One might ask why we should implement the more involved square root method when the quantile method gives almost identical results. There are situations where the quantile method fails, in the sense that the higher strata span a too wide range, and this happens when the underlying distribution has heavy tails.


rng = np.random.default_rng(42)
xn = rng.weibull(0.25, size=100)

s0 =stratify_bins(xn, num_strata=5)
s1=stratify_quantiles(xn, num_strata=5)
s2=stratify_geom(xn, num_strata=5)
s3=stratify_square_root(xn, num_strata=5)
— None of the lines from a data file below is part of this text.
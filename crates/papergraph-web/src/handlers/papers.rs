//! Stored paper management.

use axum::extract::{Path, Query, State};
use axum::Json;
use papergraph_common::Mode;
use papergraph_db::Namespace;
use papergraph_ingestion::dedup::normalize_id;
use serde::Deserialize;
use serde_json::{json, Value};

use crate::error::{ApiError, ApiResult};
use crate::state::SharedState;

#[derive(Debug, Deserialize)]
pub struct ModeQuery {
    #[serde(default)]
    pub mode: Mode,
}

/// DELETE /papers/{id}?mode=student
pub async fn delete_paper(
    State(state): State<SharedState>,
    Path(id): Path<String>,
    Query(q): Query<ModeQuery>,
) -> ApiResult<Json<Value>> {
    let id = normalize_id(&id);
    let removed = state
        .store()
        .delete(id, &Namespace::from(q.mode))
        .await
        .map_err(|e| ApiError::Internal(format!("Failed to delete paper: {e}")))?;
    if !removed {
        return Err(ApiError::NotFound("Paper not found".to_string()));
    }
    Ok(Json(json!({ "deleted": id, "mode": q.mode })))
}
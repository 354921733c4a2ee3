//! papergraph-web: HTTP API for Papergraph.
//! Provides:
//!   - PDF batch upload and background processing
//!   - Job status polling and a live SSE job feed
//!   - Graph regeneration from stored papers
//!   - Similarity search and paper deletion
//!   - Graph building for the offline batch binary

pub mod error;
pub mod handlers;
pub mod offline;
pub mod router;
pub mod sse;
pub mod state;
fig, ax = plt.subplots(nrows=2, ncols=2, sharex=True, sharey=True,  squeeze=True, figsize=(11, 11))
sns.swarmplot(x=xn, hue=s0, ax=ax[0][0], log_scale=True, legend=False)
sns.swarmplot(x=xn, hue=s1, ax=ax[0][1], log_scale=True, legend=False)
sns.swarmplot(x=xn, hue=s2, ax=ax[1][0], log_scale=True, legend=False)
sns.swarmplot(x=xn, hue=s3, ax=ax[1][1], log_scale=True, legend=False)
ax[0][0].set_title("Bin stratification")
ax[0][1].set_title("Quantiles stratification")
ax[1][0].set_title("Geometric stratification")
ax[1][1].set_title("Square root stratification")
fig.tight_layout()

Conclusions

We discussed pros and cons of some of the most common stratification method for univariate stratification. We have seen that the square root method generally gives better results than anyone of the methods discussed here. We finally saw how to implement these methods in python.